**WORK TO COMPLETE:** Find the lines in the listing below that have the word "Number" and give their count, nothing else.

═══ RECORDS FOR THE EXERCISE ═══

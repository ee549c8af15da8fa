/// Tunable rules for the economy and progression engines.
#[derive(Clone, Debug, PartialEq, Eq)]
#[cfg_attr(feature = "serde", derive(serde::Serialize, serde::Deserialize))]
#[cfg_attr(feature = "serde", serde(default))]
pub struct GameConfig {
    /// Linear multiplier of the level-up potion cost curve. Values below 1 are
    /// treated as 1.
    pub progression_factor: u32,

    /// When set, equipping gear clears any other slot of the same character
    /// that holds the same equipment type.
    pub unequip_duplicate_gear_type: bool,

    /// Number of catalog characters owned by a new game.
    pub starting_characters: usize,

    /// Number of catalog equipment pieces owned by a new game.
    pub starting_equipment: usize,
}

impl GameConfig {
    // ===== compile-time constants used as type parameters =====
    /// Gear slots per character.
    pub const GEAR_SLOTS: usize = 4;
    /// Upper clamp of the aggregated level meter.
    pub const MAX_METER_LEVEL: u32 = 100;

    // ===== runtime-tunable defaults =====
    pub const DEFAULT_PROGRESSION_FACTOR: u32 = 10;
    pub const DEFAULT_STARTING_CHARACTERS: usize = 3;
    pub const DEFAULT_STARTING_EQUIPMENT: usize = 3;

    pub fn new() -> Self {
        Self {
            progression_factor: Self::DEFAULT_PROGRESSION_FACTOR,
            unequip_duplicate_gear_type: false,
            starting_characters: Self::DEFAULT_STARTING_CHARACTERS,
            starting_equipment: Self::DEFAULT_STARTING_EQUIPMENT,
        }
    }

    pub fn with_progression_factor(progression_factor: u32) -> Self {
        Self {
            progression_factor,
            ..Self::new()
        }
    }

    /// Progression factor after the floor clamp.
    pub fn effective_progression_factor(&self) -> u32 {
        self.progression_factor.max(1)
    }
}

impl Default for GameConfig {
    fn default() -> Self {
        Self::new()
    }
}
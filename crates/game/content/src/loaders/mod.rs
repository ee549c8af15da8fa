//! Content loaders for reading catalog data from files.
//!
//! Each loader reads one RON (or TOML) document and returns core catalog
//! definitions. [`ContentFactory`] loads a whole data directory at once.

pub mod catalog;
pub mod characters;
pub mod config;
pub mod equipment;
pub mod factory;
pub mod levels;
pub mod mail;
pub mod shop;

pub use catalog::CatalogData;
pub use characters::CharacterLoader;
pub use config::ConfigLoader;
pub use equipment::EquipmentLoader;
pub use factory::ContentFactory;
pub use levels::{ChatLoader, LevelLoader};
pub use mail::MailLoader;
pub use shop::ShopLoader;

use std::collections::BTreeSet;
use std::fmt::Display;
use std::path::Path;

use serde::de::DeserializeOwned;

/// Common result type for loaders.
pub type LoadResult<T> = anyhow::Result<T>;

/// Helper function to read file contents.
pub(crate) fn read_file(path: &Path) -> LoadResult<String> {
    std::fs::read_to_string(path)
        .map_err(|e| anyhow::anyhow!("Failed to read file {}: {}", path.display(), e))
}

/// Parses a RON document, naming `what` in the error.
pub(crate) fn parse_ron<T: DeserializeOwned>(content: &str, what: &str) -> LoadResult<T> {
    ron::from_str(content).map_err(|e| anyhow::anyhow!("Failed to parse {} RON: {}", what, e))
}

/// Rejects catalogs that define the same id twice.
pub(crate) fn ensure_unique_ids<T, K>(
    entries: &[T],
    id: impl Fn(&T) -> K,
    what: &str,
) -> LoadResult<()>
where
    K: Ord + Display,
{
    let mut seen = BTreeSet::new();
    for entry in entries {
        let key = id(entry);
        if seen.contains(&key) {
            anyhow::bail!("Duplicate {} id {}", what, key);
        }
        seen.insert(key);
    }
    Ok(())
}
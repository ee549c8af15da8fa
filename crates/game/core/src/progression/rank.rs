use crate::config::GameConfig;
use crate::state::CharacterState;

/// Rank label derived from the aggregate level.
///
/// Variants are declared in ascending order; each one is reached at its
/// [`Rank::threshold`] (inclusive) and held until the next threshold.
#[derive(
    Clone,
    Copy,
    Debug,
    PartialEq,
    Eq,
    PartialOrd,
    Ord,
    Hash,
    strum::Display,
    strum::EnumIter,
    strum::IntoStaticStr,
)]
#[cfg_attr(feature = "serde", derive(serde::Serialize, serde::Deserialize))]
pub enum Rank {
    Unranked,
    #[strum(to_string = "Initiate I")]
    InitiateI,
    #[strum(to_string = "Initiate II")]
    InitiateII,
    #[strum(to_string = "Initiate III")]
    InitiateIII,
    #[strum(to_string = "Apprentice I")]
    ApprenticeI,
    #[strum(to_string = "Apprentice II")]
    ApprenticeII,
    #[strum(to_string = "Explorer I")]
    ExplorerI,
    #[strum(to_string = "Explorer II")]
    ExplorerII,
    #[strum(to_string = "Explorer III")]
    ExplorerIII,
    #[strum(to_string = "Acolyte I")]
    AcolyteI,
    #[strum(to_string = "Acolyte II")]
    AcolyteII,
    #[strum(to_string = "Acolyte III")]
    AcolyteIII,
    #[strum(to_string = "Challenger I")]
    ChallengerI,
    #[strum(to_string = "Challenger II")]
    ChallengerII,
    #[strum(to_string = "Challenger III")]
    ChallengerIII,
    #[strum(to_string = "Challenger IV")]
    ChallengerIV,
    #[strum(to_string = "Master I")]
    MasterI,
    #[strum(to_string = "Master II")]
    MasterII,
    #[strum(to_string = "Master III")]
    MasterIII,
    #[strum(to_string = "Master IV")]
    MasterIV,
    Champion,
    #[strum(to_string = "Veteran Champion")]
    VeteranChampion,
    #[strum(to_string = "Grand Champion")]
    GrandChampion,
    #[strum(to_string = "Elite Champion")]
    EliteChampion,
    #[strum(to_string = "Royal Champion")]
    RoyalChampion,
    #[strum(to_string = "Supreme Champion")]
    SupremeChampion,
    #[strum(to_string = "Ultimate Champion")]
    UltimateChampion,
}

impl Rank {
    /// Ascending `(threshold, rank)` table.
    const TABLE: [(u32, Rank); 27] = [
        (0, Rank::Unranked),
        (1, Rank::InitiateI),
        (3, Rank::InitiateII),
        (4, Rank::InitiateIII),
        (6, Rank::ApprenticeI),
        (8, Rank::ApprenticeII),
        (10, Rank::ExplorerI),
        (12, Rank::ExplorerII),
        (15, Rank::ExplorerIII),
        (20, Rank::AcolyteI),
        (23, Rank::AcolyteII),
        (27, Rank::AcolyteIII),
        (30, Rank::ChallengerI),
        (35, Rank::ChallengerII),
        (40, Rank::ChallengerIII),
        (45, Rank::ChallengerIV),
        (50, Rank::MasterI),
        (55, Rank::MasterII),
        (60, Rank::MasterIII),
        (65, Rank::MasterIV),
        (70, Rank::Champion),
        (75, Rank::VeteranChampion),
        (80, Rank::GrandChampion),
        (85, Rank::EliteChampion),
        (90, Rank::RoyalChampion),
        (95, Rank::SupremeChampion),
        (100, Rank::UltimateChampion),
    ];

    /// Highest rank whose threshold is at most `total_levels`.
    pub fn from_total_levels(total_levels: u32) -> Self {
        Self::TABLE
            .iter()
            .rev()
            .find(|(threshold, _)| total_levels >= *threshold)
            .map_or(Rank::Unranked, |(_, rank)| *rank)
    }

    /// Lowest aggregate level that reaches this rank.
    pub fn threshold(self) -> u32 {
        Self::TABLE
            .iter()
            .find(|(_, rank)| *rank == self)
            .map_or(0, |(threshold, _)| *threshold)
    }

    pub fn label(self) -> &'static str {
        self.into()
    }
}

/// Data behind the home-screen level meter.
#[derive(Clone, Copy, Debug, PartialEq, Eq)]
#[cfg_attr(feature = "serde", derive(serde::Serialize, serde::Deserialize))]
pub struct LevelMeter {
    /// Aggregate level, clamped to `0..=100`.
    pub total_levels: u32,
    pub rank: Rank,
}

impl LevelMeter {
    pub fn new(total_levels: u32) -> Self {
        let total_levels = total_levels.min(GameConfig::MAX_METER_LEVEL);
        Self {
            total_levels,
            rank: Rank::from_total_levels(total_levels),
        }
    }

    pub fn from_characters<'a>(characters: impl IntoIterator<Item = &'a CharacterState>) -> Self {
        Self::new(super::aggregate_progression(characters))
    }

    /// Fill ratio of the meter in `0.0..=1.0`.
    pub fn fill(&self) -> f32 {
        self.total_levels as f32 / GameConfig::MAX_METER_LEVEL as f32
    }
}

#[cfg(test)]
mod tests {
    use strum::IntoEnumIterator;

    use super::*;

    #[test]
    fn thresholds_are_inclusive_lower() {
        assert_eq!(Rank::from_total_levels(0), Rank::Unranked);
        assert_eq!(Rank::from_total_levels(1), Rank::InitiateI);
        assert_eq!(Rank::from_total_levels(2), Rank::InitiateI);
        assert_eq!(Rank::from_total_levels(3), Rank::InitiateII);
        assert_eq!(Rank::from_total_levels(22), Rank::AcolyteI);
        assert_eq!(Rank::from_total_levels(100), Rank::UltimateChampion);
        assert_eq!(Rank::from_total_levels(250), Rank::UltimateChampion);
    }

    #[test]
    fn rank_never_decreases_with_level() {
        let ranks: Vec<Rank> = (0..=100).map(Rank::from_total_levels).collect();
        assert!(ranks.windows(2).all(|pair| pair[0] <= pair[1]));
    }

    #[test]
    fn every_rank_round_trips_through_its_threshold() {
        for rank in Rank::iter() {
            assert_eq!(Rank::from_total_levels(rank.threshold()), rank);
        }
    }

    #[test]
    fn labels_match_display() {
        assert_eq!(Rank::ChallengerIV.label(), "Challenger IV");
        assert_eq!(Rank::Champion.to_string(), "Champion");
    }

    #[test]
    fn meter_clamps() {
        let meter = LevelMeter::new(140);
        assert_eq!(meter.total_levels, 100);
        assert_eq!(meter.rank, Rank::UltimateChampion);
        assert!((meter.fill() - 1.0).abs() < f32::EPSILON);
    }
}
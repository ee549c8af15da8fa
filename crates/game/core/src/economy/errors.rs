//! Phase bookkeeping for transaction failures.

use core::fmt;

use crate::error::{ErrorSeverity, GameError};

/// Identifies which stage of the transaction pipeline produced an error.
#[derive(Clone, Copy, Debug, PartialEq, Eq, strum::AsRefStr)]
#[cfg_attr(feature = "serde", derive(serde::Serialize, serde::Deserialize))]
#[strum(serialize_all = "snake_case")]
pub enum TransactionPhase {
    PreValidate,
    Apply,
    PostValidate,
}

impl TransactionPhase {
    pub fn as_str(&self) -> &'static str {
        match self {
            TransactionPhase::PreValidate => "pre_validate",
            TransactionPhase::Apply => "apply",
            TransactionPhase::PostValidate => "post_validate",
        }
    }
}

/// Associates a transaction phase with the underlying error.
#[derive(Clone, Debug, PartialEq, Eq)]
#[cfg_attr(feature = "serde", derive(serde::Serialize, serde::Deserialize))]
pub struct TransactionPhaseError<E> {
    pub phase: TransactionPhase,
    pub error: E,
}

impl<E> TransactionPhaseError<E> {
    pub fn new(phase: TransactionPhase, error: E) -> Self {
        Self { phase, error }
    }

    pub fn into_inner(self) -> E {
        self.error
    }
}

impl<E: fmt::Display> fmt::Display for TransactionPhaseError<E> {
    fn fmt(&self, f: &mut fmt::Formatter<'_>) -> fmt::Result {
        write!(f, "{} failed: {}", self.phase.as_str(), self.error)
    }
}

impl<E: fmt::Display + fmt::Debug> std::error::Error for TransactionPhaseError<E> {}

impl<E: GameError> GameError for TransactionPhaseError<E> {
    fn severity(&self) -> ErrorSeverity {
        self.error.severity()
    }

    fn error_code(&self) -> &'static str {
        self.error.error_code()
    }
}
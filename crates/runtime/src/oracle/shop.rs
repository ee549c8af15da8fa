//! [`menu_core::ShopOracle`] backed by an ordered map.
use std::collections::BTreeMap;

use menu_core::{ShopItemDefinition, ShopItemId, ShopOracle};

/// ShopOracle implementation with static listings
#[derive(Debug, Default)]
pub struct ShopOracleImpl {
    items: BTreeMap<ShopItemId, ShopItemDefinition>,
}

impl ShopOracleImpl {
    pub fn new(items: impl IntoIterator<Item = ShopItemDefinition>) -> Self {
        Self {
            items: items.into_iter().map(|item| (item.id, item)).collect(),
        }
    }

    pub fn add_item(&mut self, item: ShopItemDefinition) {
        self.items.insert(item.id, item);
    }
}

impl ShopOracle for ShopOracleImpl {
    fn shop_item(&self, id: ShopItemId) -> Option<ShopItemDefinition> {
        self.items.get(&id).cloned()
    }

    fn all_shop_items(&self) -> Vec<ShopItemDefinition> {
        self.items.values().cloned().collect()
    }
}
//! Traits describing read-only catalog data.
//!
//! Oracles expose shop listings, equipment, characters, mail templates,
//! levels and the home chat script. The [`Catalog`] aggregate bundles them so
//! the engines can look definitions up without coupling to the concrete data
//! source. Nothing in this crate mutates catalog data.
mod characters;
mod equipment;
mod error;
mod levels;
mod mail;
mod reward;
mod shop;

pub use characters::{BaseStats, CharacterDefinition, CharacterOracle};
pub use equipment::{
    EquipmentDefinition, EquipmentOracle, EquipmentType, GearFilter, Rarity, StatBonus,
};
pub use error::OracleError;
pub use levels::{ChatLine, ChatOracle, LevelDefinition, LevelOracle};
pub use mail::{MailOracle, MailTemplate};
pub use reward::Reward;
pub use shop::{ShopItemDefinition, ShopOracle, ShopTab, shop_listing};

/// Aggregates the read-only oracles required by the transactions.
#[derive(Clone, Copy, Default)]
pub struct Catalog<'a> {
    shop: Option<&'a dyn ShopOracle>,
    equipment: Option<&'a dyn EquipmentOracle>,
    characters: Option<&'a dyn CharacterOracle>,
    mail: Option<&'a dyn MailOracle>,
    levels: Option<&'a dyn LevelOracle>,
    chat: Option<&'a dyn ChatOracle>,
}

impl<'a> Catalog<'a> {
    pub fn with_all(
        shop: &'a dyn ShopOracle,
        equipment: &'a dyn EquipmentOracle,
        characters: &'a dyn CharacterOracle,
        mail: &'a dyn MailOracle,
        levels: &'a dyn LevelOracle,
        chat: &'a dyn ChatOracle,
    ) -> Self {
        Self {
            shop: Some(shop),
            equipment: Some(equipment),
            characters: Some(characters),
            mail: Some(mail),
            levels: Some(levels),
            chat: Some(chat),
        }
    }

    pub fn empty() -> Self {
        Self::default()
    }

    pub fn with_shop(mut self, shop: &'a dyn ShopOracle) -> Self {
        self.shop = Some(shop);
        self
    }

    pub fn with_equipment(mut self, equipment: &'a dyn EquipmentOracle) -> Self {
        self.equipment = Some(equipment);
        self
    }

    pub fn with_characters(mut self, characters: &'a dyn CharacterOracle) -> Self {
        self.characters = Some(characters);
        self
    }

    pub fn with_mail(mut self, mail: &'a dyn MailOracle) -> Self {
        self.mail = Some(mail);
        self
    }

    /// Returns the ShopOracle, or an error if not available.
    pub fn shop(&self) -> Result<&'a dyn ShopOracle, OracleError> {
        self.shop.ok_or(OracleError::ShopNotAvailable)
    }

    /// Returns the EquipmentOracle, or an error if not available.
    pub fn equipment(&self) -> Result<&'a dyn EquipmentOracle, OracleError> {
        self.equipment.ok_or(OracleError::EquipmentNotAvailable)
    }

    /// Returns the CharacterOracle, or an error if not available.
    pub fn characters(&self) -> Result<&'a dyn CharacterOracle, OracleError> {
        self.characters.ok_or(OracleError::CharactersNotAvailable)
    }

    /// Returns the MailOracle, or an error if not available.
    pub fn mail(&self) -> Result<&'a dyn MailOracle, OracleError> {
        self.mail.ok_or(OracleError::MailNotAvailable)
    }

    /// Returns the LevelOracle, or an error if not available.
    pub fn levels(&self) -> Result<&'a dyn LevelOracle, OracleError> {
        self.levels.ok_or(OracleError::LevelsNotAvailable)
    }

    /// Returns the ChatOracle, or an error if not available.
    pub fn chat(&self) -> Result<&'a dyn ChatOracle, OracleError> {
        self.chat.ok_or(OracleError::ChatNotAvailable)
    }
}

impl core::fmt::Debug for Catalog<'_> {
    fn fmt(&self, f: &mut core::fmt::Formatter<'_>) -> core::fmt::Result {
        f.debug_struct("Catalog")
            .field("shop", &self.shop.is_some())
            .field("equipment", &self.equipment.is_some())
            .field("characters", &self.characters.is_some())
            .field("mail", &self.mail.is_some())
            .field("levels", &self.levels.is_some())
            .field("chat", &self.chat.is_some())
            .finish()
    }
}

═══

**TASK ANSWER:** 2